В своё время я прочитал дневники штурмана Климова, исписанные мелким, неразборчивым, небрежным почерком, залитые тюленьим жиром. Но всё же это были отдельные странички в двух переплетённых тетрадках. Документы же Татаринова, кроме прощальных писем, сохранившихся лучше других бумаг, были найдены в виде плотно слежавшейся бумажной массы, и превратить её в хронометрический или вахтенный журнал, в карты и данные съёмки своими силами я, конечно, не мог. Это также было сделано в специальной лаборатории, под руководством опытного человека. В этой книге не найдётся места для подробного рассказа о том, что было прочтено в холщовой тетради, о которой капитан Татаринов упоминает, перечисляя приложения. Скажу только, что он успел сделать выводы из своих наблюдений и что формулы, предложенные им, позволяют вычислить скорость и направление движения льдов в любом районе Северного Ледовитого океана. Это кажется почти невероятным, если вспомнить, что сравнительно короткий дрейф «Св. Марии» проходил по местам, которые, казалось бы, не дают данных для таких широких итогов. Но для гениального прозрения иногда нужны немногие факты.
«Ты прочёл жизнь капитана Татаринова, — так говорил я себе, — но последняя её страница осталась закрытой».

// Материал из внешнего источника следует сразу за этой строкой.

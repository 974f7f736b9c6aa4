use chrono::NaiveDate;
use thiserror::Error;

use shared_models::error::AppError;

use crate::models::OpdStatus;

#[derive(Error, Debug, Clone, PartialEq)]
pub enum OpdError {
    #[error("Department {0:?} has no doctors in the directory")]
    UnknownDepartment(String),

    #[error("Doctor not found: {0}")]
    DoctorNotFound(String),

    #[error("Doctor {doctor_id} does not practise in department {department:?}")]
    DoctorNotInDepartment { doctor_id: String, department: String },

    #[error("Registration not found: {0}")]
    RegistrationNotFound(String),

    #[error("Invalid registration status transition from {from} to {to}")]
    InvalidStatusTransition { from: OpdStatus, to: OpdStatus },

    #[error("No tokens left for {0}")]
    TokenSequenceExhausted(NaiveDate),
}

impl From<OpdError> for AppError {
    fn from(err: OpdError) -> Self {
        match err {
            OpdError::RegistrationNotFound(_) => AppError::NotFound(err.to_string()),
            OpdError::UnknownDepartment(_)
            | OpdError::DoctorNotFound(_)
            | OpdError::DoctorNotInDepartment { .. } => AppError::ValidationError(err.to_string()),
            OpdError::InvalidStatusTransition { .. } | OpdError::TokenSequenceExhausted(_) => {
                AppError::Conflict(err.to_string())
            }
        }
    }
}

«Ещё ничего не кончилось, — так я отвечал. — Кто знает, быть может, придёт время, когда мне удастся открыть и прочесть эту страницу».
Время пришло. Я прочёл её — и она оказалась бессмертной.
Глава шестая
ВОЗВРАЩЕНИЕ
Летом 1944 года я получил отпуск, и мы с Катей решили провести три недели в Москве, а четвёртую в Энске — навестить стариков.

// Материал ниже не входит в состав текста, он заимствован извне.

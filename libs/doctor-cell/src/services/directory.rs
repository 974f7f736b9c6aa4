use std::collections::HashSet;

use tracing::debug;
use uuid::Uuid;

use crate::models::{CreateDoctorRequest, Doctor, UpdateDoctorRequest};
use crate::services::repository::DoctorRepository;

/// Department reported when the directory holds no doctors at all.
pub const FALLBACK_DEPARTMENT: &str = "General";

/// In-memory doctor store. Records keep insertion order and ids never change
/// once assigned.
#[derive(Debug, Clone, Default)]
pub struct DoctorDirectory {
    doctors: Vec<Doctor>,
}

impl DoctorDirectory {
    pub fn new() -> Self {
        Self::default()
    }

    pub fn with_seed(seed: Vec<Doctor>) -> Self {
        debug!("Initializing doctor directory with {} seeded records", seed.len());
        Self { doctors: seed }
    }

    pub fn doctors(&self) -> &[Doctor] {
        &self.doctors
    }

    pub fn len(&self) -> usize {
        self.doctors.len()
    }

    pub fn is_empty(&self) -> bool {
        self.doctors.is_empty()
    }

    fn generate_id(&self) -> String {
        loop {
            let id = format!("DOC-{}", Uuid::new_v4().simple());
            if !self.doctors.iter().any(|d| d.id == id) {
                return id;
            }
        }
    }
}

impl DoctorRepository for DoctorDirectory {
    fn get_doctors(&self) -> Vec<Doctor> {
        self.doctors.clone()
    }

    fn get_doctor_by_id(&self, id: &str) -> Option<Doctor> {
        self.doctors.iter().find(|d| d.id == id).cloned()
    }

    fn get_all_departments(&self) -> Vec<String> {
        if self.doctors.is_empty() {
            return vec![FALLBACK_DEPARTMENT.to_string()];
        }

        let mut seen = HashSet::new();
        self.doctors
            .iter()
            .filter(|d| seen.insert(d.department.as_str()))
            .map(|d| d.department.clone())
            .collect()
    }

    fn get_doctors_by_department(&self, department: &str) -> Vec<Doctor> {
        self.doctors
            .iter()
            .filter(|d| d.department == department)
            .cloned()
            .collect()
    }

    fn get_active_doctors(&self) -> Vec<Doctor> {
        self.doctors.iter().filter(|d| d.is_active()).cloned().collect()
    }

    fn add_doctor(&mut self, request: CreateDoctorRequest) -> Doctor {
        let doctor = Doctor {
            id: self.generate_id(),
            name: request.name,
            department: request.department,
            qualification: request.qualification,
            designation: request.designation,
            specialization: request.specialization,
            experience: request.experience,
            availability: request.availability,
            consultation_type: request.consultation_type,
            rating: 0.0,
            profile_photo: request.profile_photo,
            email: request.email,
            phone: request.phone,
            registration_no: request.registration_no,
        };

        debug!("Adding doctor {} to department {:?}", doctor.id, doctor.department);
        self.doctors.push(doctor.clone());
        doctor
    }

    fn update_doctor(&mut self, id: &str, patch: UpdateDoctorRequest) -> Option<Doctor> {
        let Some(doctor) = self.doctors.iter_mut().find(|d| d.id == id) else {
            debug!("Update skipped, doctor {} not found", id);
            return None;
        };

        doctor.apply_patch(patch);
        debug!("Doctor {} updated", id);
        Some(doctor.clone())
    }

    fn delete_doctor(&mut self, id: &str) -> Option<Doctor> {
        let position = self.doctors.iter().position(|d| d.id == id)?;
        debug!("Deleting doctor {}", id);
        Some(self.doctors.remove(position))
    }
}
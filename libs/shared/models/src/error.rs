use axum::{
    http::StatusCode,
    response::{IntoResponse, Response},
    Json,
};
use serde_json::json;
use thiserror::Error;

#[derive(Error, Debug)]
pub enum AppError {
    #[error("Not Found: {0}")]
    NotFound(String),

    #[error("Validation error: {0}")]
    ValidationError(String),

    #[error("Conflict: {0}")]
    Conflict(String),
}

impl AppError {
    pub fn status_code(&self) -> StatusCode {
        match self {
            AppError::NotFound(_) => StatusCode::NOT_FOUND,
            AppError::ValidationError(_) => StatusCode::BAD_REQUEST,
            AppError::Conflict(_) => StatusCode::CONFLICT,
        }
    }
}

impl IntoResponse for AppError {
    fn into_response(self) -> Response {
        let status = self.status_code();
        let message = match &self {
            AppError::NotFound(msg)
            | AppError::ValidationError(msg)
            | AppError::Conflict(msg) => msg,
        };

        tracing::error!("Error: {}: {}", status, message);

        let body = Json(json!({
            "error": message
        }));

        (status, body).into_response()
    }
}
use assert_matches::assert_matches;
use chrono::{NaiveDate, NaiveTime, TimeZone, Utc};

use doctor_cell::{seed_doctors, DoctorDirectory, DoctorRepository};
use opd_cell::*;

fn seeded() -> DoctorDirectory {
    DoctorDirectory::with_seed(seed_doctors())
}

fn date() -> NaiveDate {
    NaiveDate::from_ymd_opt(2026, 3, 9).unwrap()
}

fn now() -> chrono::DateTime<Utc> {
    Utc.with_ymd_and_hms(2026, 3, 9, 8, 15, 0).unwrap()
}

fn request(department: &str, doctor_id: &str) -> CreateRegistrationRequest {
    CreateRegistrationRequest {
        patient_name: "Baljit Kaur".to_string(),
        age: "52".to_string(),
        gender: "Female".to_string(),
        contact: "+91 98140 12345".to_string(),
        address: "Civil Lines, Bathinda".to_string(),
        department: department.to_string(),
        doctor_id: doctor_id.to_string(),
        appointment_date: Some(date()),
        appointment_time: Some(NaiveTime::from_hms_opt(9, 0, 0).unwrap()),
    }
}

// ==============================================================================
// ASSIGNMENT FLOW
// ==============================================================================

#[test]
fn test_doctor_choices_for_department() {
    let directory = seeded();
    let service = OpdAssignmentService::new(&directory);

    let choice = service.doctor_choices("M.S. (Surgery)");
    assert_matches!(choice, DoctorChoice::Available(ref doctors) if doctors.len() == 2);

    let ids: Vec<&str> = choice.doctors().iter().map(|d| d.id.as_str()).collect();
    assert_eq!(ids, vec!["DOC-1004", "DOC-1007"]);
}

#[test]
fn test_empty_department_reports_no_doctors() {
    let directory = DoctorDirectory::new();
    let service = OpdAssignmentService::new(&directory);

    assert_eq!(service.departments(), vec!["General".to_string()]);
    assert_eq!(service.doctor_choices("General"), DoctorChoice::NoDoctorsAvailable);
    assert!(service.doctor_choices("General").doctors().is_empty());
}

#[test]
fn test_register_mints_waiting_registration() {
    let directory = seeded();
    let service = OpdAssignmentService::new(&directory);

    let registration = service
        .register(request("M.S. (Surgery)", "DOC-1004"), 7, now())
        .expect("valid registration");

    assert!(registration.id.starts_with("OPD-"));
    assert_eq!(registration.token_number, 7);
    assert_eq!(registration.status, OpdStatus::Waiting);
    assert_eq!(registration.registration_time, now());
    assert_eq!(registration.doctor_id, "DOC-1004");
}

#[test]
fn test_walk_in_defaults_to_registration_instant() {
    let directory = seeded();
    let service = OpdAssignmentService::new(&directory);

    let registration = service
        .register(
            CreateRegistrationRequest {
                appointment_date: None,
                appointment_time: None,
                ..request("Medicine", "DOC-1002")
            },
            1,
            now(),
        )
        .unwrap();

    assert_eq!(registration.appointment_date, date());
    assert_eq!(registration.appointment_time, NaiveTime::from_hms_opt(8, 15, 0).unwrap());
}

#[test]
fn test_register_rejects_unknown_department() {
    let directory = seeded();
    let service = OpdAssignmentService::new(&directory);

    let result = service.register(request("Cardiology", "DOC-1004"), 1, now());
    assert_matches!(result, Err(OpdError::UnknownDepartment(ref dep)) if dep == "Cardiology");
}

#[test]
fn test_register_rejects_case_mismatched_department() {
    let directory = seeded();
    let service = OpdAssignmentService::new(&directory);

    let result = service.register(request("m.s. (surgery)", "DOC-1004"), 1, now());
    assert_matches!(result, Err(OpdError::UnknownDepartment(_)));
}

#[test]
fn test_register_rejects_doctor_outside_department() {
    let directory = seeded();
    let service = OpdAssignmentService::new(&directory);

    let result = service.register(request("M.S. (Surgery)", "DOC-1002"), 1, now());
    assert_matches!(
        result,
        Err(OpdError::DoctorNotInDepartment { ref doctor_id, .. }) if doctor_id == "DOC-1002"
    );
}

#[test]
fn test_register_rejects_unknown_doctor() {
    let directory = seeded();
    let service = OpdAssignmentService::new(&directory);

    let result = service.register(request("M.S. (Surgery)", "DOC-4040"), 1, now());
    assert_matches!(result, Err(OpdError::DoctorNotFound(ref id)) if id == "DOC-4040");
}

// ==============================================================================
// DESK & TOKENS
// ==============================================================================

#[test]
fn test_tokens_are_sequential_per_day() {
    let directory = seeded();
    let mut desk = OpdDesk::new(1);

    let first = desk.admit(&directory, request("M.S. (Surgery)", "DOC-1004"), now()).unwrap();
    let second = desk.admit(&directory, request("Medicine", "DOC-1002"), now()).unwrap();
    let next_day = desk
        .admit(
            &directory,
            CreateRegistrationRequest {
                appointment_date: date().succ_opt(),
                ..request("Medicine", "DOC-1002")
            },
            now(),
        )
        .unwrap();

    assert_eq!(first.token_number, 1);
    assert_eq!(second.token_number, 2);
    assert_eq!(next_day.token_number, 1);
    assert_eq!(desk.list().len(), 3);
}

#[test]
fn test_rejected_admission_consumes_no_token() {
    let directory = seeded();
    let mut desk = OpdDesk::new(1);

    assert!(desk.admit(&directory, request("Cardiology", "DOC-1004"), now()).is_err());
    assert_eq!(desk.tokens().last_issued(date()), None);
    assert!(desk.list().is_empty());

    let registration = desk.admit(&directory, request("M.S. (Surgery)", "DOC-1007"), now()).unwrap();
    assert_eq!(registration.token_number, 1);
}

#[test]
fn test_exhausted_token_sequence_rejects_admission() {
    let directory = seeded();
    let mut desk = OpdDesk::new(u32::MAX);

    let last = desk.admit(&directory, request("Medicine", "DOC-1002"), now()).unwrap();
    assert_eq!(last.token_number, u32::MAX);

    let result = desk.admit(&directory, request("Medicine", "DOC-1002"), now());
    assert_matches!(result, Err(OpdError::TokenSequenceExhausted(d)) if d == date());
    assert_eq!(desk.list().len(), 1);

    // the next day still has its full sequence
    let tomorrow = desk
        .admit(
            &directory,
            CreateRegistrationRequest {
                appointment_date: date().succ_opt(),
                ..request("Medicine", "DOC-1002")
            },
            now(),
        )
        .unwrap();
    assert_eq!(tomorrow.token_number, u32::MAX);
}

#[test]
fn test_admitted_registration_matches_assignment_mint() {
    let directory = seeded();
    let mut desk = OpdDesk::new(1);

    let admitted = desk.admit(&directory, request("M.S. (Surgery)", "DOC-1004"), now()).unwrap();
    let minted = OpdAssignmentService::new(&directory)
        .register(request("M.S. (Surgery)", "DOC-1004"), admitted.token_number, now())
        .unwrap();

    assert_eq!(
        OpdRegistration {
            id: minted.id.clone(),
            ..admitted
        },
        minted
    );
}

#[test]
fn test_cancelled_token_is_not_reused() {
    let directory = seeded();
    let mut desk = OpdDesk::new(1);

    let first = desk.admit(&directory, request("M.S. (Surgery)", "DOC-1004"), now()).unwrap();
    desk.update_status(&first.id, OpdStatus::Cancelled).unwrap();

    let second = desk.admit(&directory, request("M.S. (Surgery)", "DOC-1004"), now()).unwrap();
    assert_eq!(second.token_number, 2);
}

#[test]
fn test_queue_for_doctor_skips_finished_patients() {
    let directory = seeded();
    let mut desk = OpdDesk::new(1);

    let a = desk.admit(&directory, request("M.S. (Surgery)", "DOC-1004"), now()).unwrap();
    let b = desk.admit(&directory, request("M.S. (Surgery)", "DOC-1007"), now()).unwrap();
    let c = desk.admit(&directory, request("M.S. (Surgery)", "DOC-1004"), now()).unwrap();

    desk.update_status(&a.id, OpdStatus::InProgress).unwrap();
    desk.update_status(&a.id, OpdStatus::Completed).unwrap();

    let queue: Vec<u32> = desk
        .queue_for_doctor("DOC-1004", date())
        .iter()
        .map(|r| r.token_number)
        .collect();
    assert_eq!(queue, vec![c.token_number]);

    let department: Vec<String> = desk
        .queue_for_department("M.S. (Surgery)", date())
        .into_iter()
        .map(|r| r.id)
        .collect();
    assert_eq!(department, vec![b.id, c.id]);
}

#[test]
fn test_update_status_errors() {
    let directory = seeded();
    let mut desk = OpdDesk::new(1);
    let registration = desk.admit(&directory, request("Medicine", "DOC-1002"), now()).unwrap();

    assert_matches!(
        desk.update_status("OPD-missing", OpdStatus::InProgress),
        Err(OpdError::RegistrationNotFound(_))
    );
    assert_matches!(
        desk.update_status(&registration.id, OpdStatus::Completed),
        Err(OpdError::InvalidStatusTransition {
            from: OpdStatus::Waiting,
            to: OpdStatus::Completed
        })
    );
    assert_eq!(desk.get(&registration.id).unwrap().status, OpdStatus::Waiting);
}

// ==============================================================================
// SLIP RENDERING
// ==============================================================================

#[test]
fn test_slip_uses_formatted_doctor() {
    let directory = seeded();
    let mut desk = OpdDesk::new(1);
    let registration = desk.admit(&directory, request("M.S. (Surgery)", "DOC-1004"), now()).unwrap();

    let slip = render_slip(&registration, &directory);

    assert_eq!(slip.doctor, "Dr. Jaspal Singh (MBBS, M.S. (Surgery))");
    assert_eq!(slip.token_number, 1);

    let text = slip.to_string();
    assert!(text.contains("Token No.    : 1"));
    assert!(text.contains("Doctor       : Dr. Jaspal Singh (MBBS, M.S. (Surgery))"));
    assert!(text.contains("Appointment  : 09-03-2026 09:00"));
    assert!(text.ends_with("Status       : waiting"));
}

#[test]
fn test_slip_survives_deleted_doctor() {
    let mut directory = seeded();
    let mut desk = OpdDesk::new(1);
    let registration = desk.admit(&directory, request("M.S. (Surgery)", "DOC-1007"), now()).unwrap();

    directory.delete_doctor("DOC-1007");

    let slip = render_slip(&registration, &directory);
    assert_eq!(slip.doctor, UNKNOWN_DOCTOR);
    assert_eq!(slip.doctor, "Unknown Doctor");
    assert_eq!(desk.get(&registration.id).unwrap().doctor_id, "DOC-1007");
}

Мы приехали 17 июля — памятная дата! В этот день через Москву прошли пленные немцы.
У нас были лёгкие чемоданы, мы решили доехать до центра на метро — и, выйдя из Аэропорта, добрых два часа не могли перейти дорогу. Сперва мы стояли, потом, утомившись, сели на чемоданы, потом снова встали. А они всё шли. Уже их хорошо бритые, с жалкими надменными лицами, в высоких картузах, в кителях с «грудью», генералы, среди которых было несколько знаменитых мучителей и убийц, находились, должно быть, у Крымского моста, а солдаты всё шли, ковыляли — кто рваный и босой, а кто в шинели нараспашку.
С интересом и отвращением смотрел я на них. Как многие лётчики-бомбардировщики, за всю войну я вообще ни разу не видел врага, разве что пикируя на цель, — позиция, с которой не много увидишь! Теперь «повезло» — сразу пятьдесят семь тысяч шестьсот врагов, по двадцати в шеренге, прошли передо мной, одни дивясь на Москву, которая была особенно хороша в этот сияющий день, другие потупившись, глядя под ноги равнодушно-угрюмо.
Это были разные люди, с разной судьбой. Но однообразно-чужим, бесконечно далёким от нас был каждый их взгляд, каждое движение.
Я посмотрел на Катю. Она стояла, прижав сумочку к груди, волновалась. Потом вдруг крепко поцеловала меня. Я спросил:
— Поблагодарила?
И она ответила очень серьёзно:
— Да.
У нас было много денег, и мы сняли самый лучший номер в гостинице «Москва» — роскошный, с зеркалами, картинами и роялем.
Сперва нам было немного страшновато. Но оказалось, что к зеркалам, коврам, потолку, на котором были нарисованы цветы и амуры, совсем нетрудно привыкнуть. Нам было очень хорошо в этом номере, просторно и чертовски уютно.